─── Task input
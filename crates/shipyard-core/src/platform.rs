//! Target platforms and platform-set normalization.
//!
//! A [`PlatformSet`] is what a multi-platform build fans out over. Its order
//! matters: the first entry is the primary platform recorded in the
//! manifest list.

use serde::{Deserialize, Serialize};
use std::fmt;
use std::str::FromStr;

use crate::{Error, Result};

/// An `os/arch[/variant]` build target.
#[derive(Debug, Clone, PartialEq, Eq, Hash, Serialize, Deserialize)]
#[serde(try_from = "String", into = "String")]
pub struct Platform {
    os: String,
    arch: String,
    variant: Option<String>,
}

impl Platform {
    /// Create a platform, canonicalizing the architecture name.
    pub fn new(os: impl Into<String>, arch: impl Into<String>) -> Self {
        Self {
            os: os.into().to_lowercase(),
            arch: canonical_arch(&arch.into().to_lowercase()),
            variant: None,
        }
    }

    pub fn with_variant(mut self, variant: impl Into<String>) -> Self {
        self.variant = Some(variant.into().to_lowercase());
        self
    }

    /// The platform of the machine running the pipeline. Container
    /// artifacts are always Linux, so only the architecture is taken from
    /// the host.
    pub fn host() -> Self {
        Self::new("linux", std::env::consts::ARCH)
    }

    pub fn os(&self) -> &str {
        &self.os
    }

    pub fn arch(&self) -> &str {
        &self.arch
    }

    pub fn variant(&self) -> Option<&str> {
        self.variant.as_deref()
    }
}

fn canonical_arch(arch: &str) -> String {
    match arch {
        "x86_64" | "x86-64" => "amd64".to_string(),
        "aarch64" => "arm64".to_string(),
        "i386" | "i686" => "386".to_string(),
        other => other.to_string(),
    }
}

fn valid_component(s: &str) -> bool {
    !s.is_empty()
        && s.chars()
            .all(|c| c.is_ascii_alphanumeric() || c == '_' || c == '-' || c == '.')
}

impl FromStr for Platform {
    type Err = Error;

    fn from_str(s: &str) -> Result<Self> {
        let trimmed = s.trim();
        let parts: Vec<&str> = trimmed.split('/').map(str::trim).collect();

        if !parts.iter().all(|p| valid_component(p)) {
            return Err(Error::Config(format!("invalid platform: '{}'", s)));
        }

        match parts.as_slice() {
            [arch] => Ok(Platform::new("linux", *arch)),
            [os, arch] => Ok(Platform::new(*os, *arch)),
            [os, arch, variant] => Ok(Platform::new(*os, *arch).with_variant(*variant)),
            _ => Err(Error::Config(format!("invalid platform: '{}'", s))),
        }
    }
}

impl TryFrom<String> for Platform {
    type Error = Error;

    fn try_from(value: String) -> Result<Self> {
        value.parse()
    }
}

impl From<Platform> for String {
    fn from(platform: Platform) -> Self {
        platform.to_string()
    }
}

impl fmt::Display for Platform {
    fn fmt(&self, f: &mut fmt::Formatter<'_>) -> fmt::Result {
        write!(f, "{}/{}", self.os, self.arch)?;
        if let Some(variant) = &self.variant {
            write!(f, "/{}", variant)?;
        }
        Ok(())
    }
}

/// Normalized, de-duplicated, non-empty and ordered set of platforms.
#[derive(Debug, Clone, PartialEq, Eq, Serialize, Deserialize)]
#[serde(try_from = "PlatformList")]
pub struct PlatformSet {
    platforms: Vec<Platform>,
}

/// Serialized form of a [`PlatformSet`], checked on the way in.
#[derive(Deserialize)]
struct PlatformList {
    platforms: Vec<Platform>,
}

impl TryFrom<PlatformList> for PlatformSet {
    type Error = Error;

    fn try_from(list: PlatformList) -> Result<Self> {
        Self::from_platforms(list.platforms)
    }
}

impl PlatformSet {
    /// Normalize list-form platform specs.
    ///
    /// Each entry may itself be comma-separated. Entries are trimmed, empty
    /// entries dropped, and duplicates removed keeping the first occurrence.
    /// When nothing remains the set is just `default`.
    pub fn normalize<I, S>(specs: I, default: &Platform) -> Result<Self>
    where
        I: IntoIterator<Item = S>,
        S: AsRef<str>,
    {
        let mut platforms: Vec<Platform> = Vec::new();

        for spec in specs {
            for item in spec.as_ref().split(',') {
                let item = item.trim();
                if item.is_empty() {
                    continue;
                }
                let platform: Platform = item.parse()?;
                if !platforms.contains(&platform) {
                    platforms.push(platform);
                }
            }
        }

        if platforms.is_empty() {
            platforms.push(default.clone());
        }

        Ok(Self { platforms })
    }

    /// Normalize a single comma-separated spec.
    pub fn parse(spec: &str, default: &Platform) -> Result<Self> {
        Self::normalize([spec], default)
    }

    /// An exact list of already-parsed platforms. Unlike [`normalize`] there
    /// is no default: the list must be non-empty and free of duplicates.
    ///
    /// [`normalize`]: PlatformSet::normalize
    pub fn from_platforms(platforms: Vec<Platform>) -> Result<Self> {
        if platforms.is_empty() {
            return Err(Error::Config("platform set is empty".to_string()));
        }
        if let Some(dup) = platforms
            .iter()
            .enumerate()
            .find_map(|(i, p)| platforms[..i].contains(p).then_some(p))
        {
            return Err(Error::Config(format!("duplicate platform: {}", dup)));
        }
        Ok(Self { platforms })
    }

    pub fn single(platform: Platform) -> Self {
        Self {
            platforms: vec![platform],
        }
    }

    /// The first platform; primary entry of a manifest list.
    pub fn primary(&self) -> &Platform {
        &self.platforms[0]
    }

    pub fn iter(&self) -> std::slice::Iter<'_, Platform> {
        self.platforms.iter()
    }

    pub fn as_slice(&self) -> &[Platform] {
        &self.platforms
    }

    pub fn len(&self) -> usize {
        self.platforms.len()
    }

    /// Always false; kept for API symmetry with `len`.
    pub fn is_empty(&self) -> bool {
        self.platforms.is_empty()
    }

    pub fn is_multi(&self) -> bool {
        self.platforms.len() > 1
    }

    pub fn contains(&self, platform: &Platform) -> bool {
        self.platforms.contains(platform)
    }
}

impl<'a> IntoIterator for &'a PlatformSet {
    type Item = &'a Platform;
    type IntoIter = std::slice::Iter<'a, Platform>;

    fn into_iter(self) -> Self::IntoIter {
        self.platforms.iter()
    }
}

impl fmt::Display for PlatformSet {
    fn fmt(&self, f: &mut fmt::Formatter<'_>) -> fmt::Result {
        let joined: Vec<String> = self.platforms.iter().map(|p| p.to_string()).collect();
        write!(f, "{}", joined.join(","))
    }
}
──────
Exercise instructions -
Of the lines in the data, report each one containing the string "specs".

Exercise answer -
    /// Normalize list-form platform specs.
    pub fn normalize<I, S>(specs: I, default: &Platform) -> Result<Self>
        for spec in specs {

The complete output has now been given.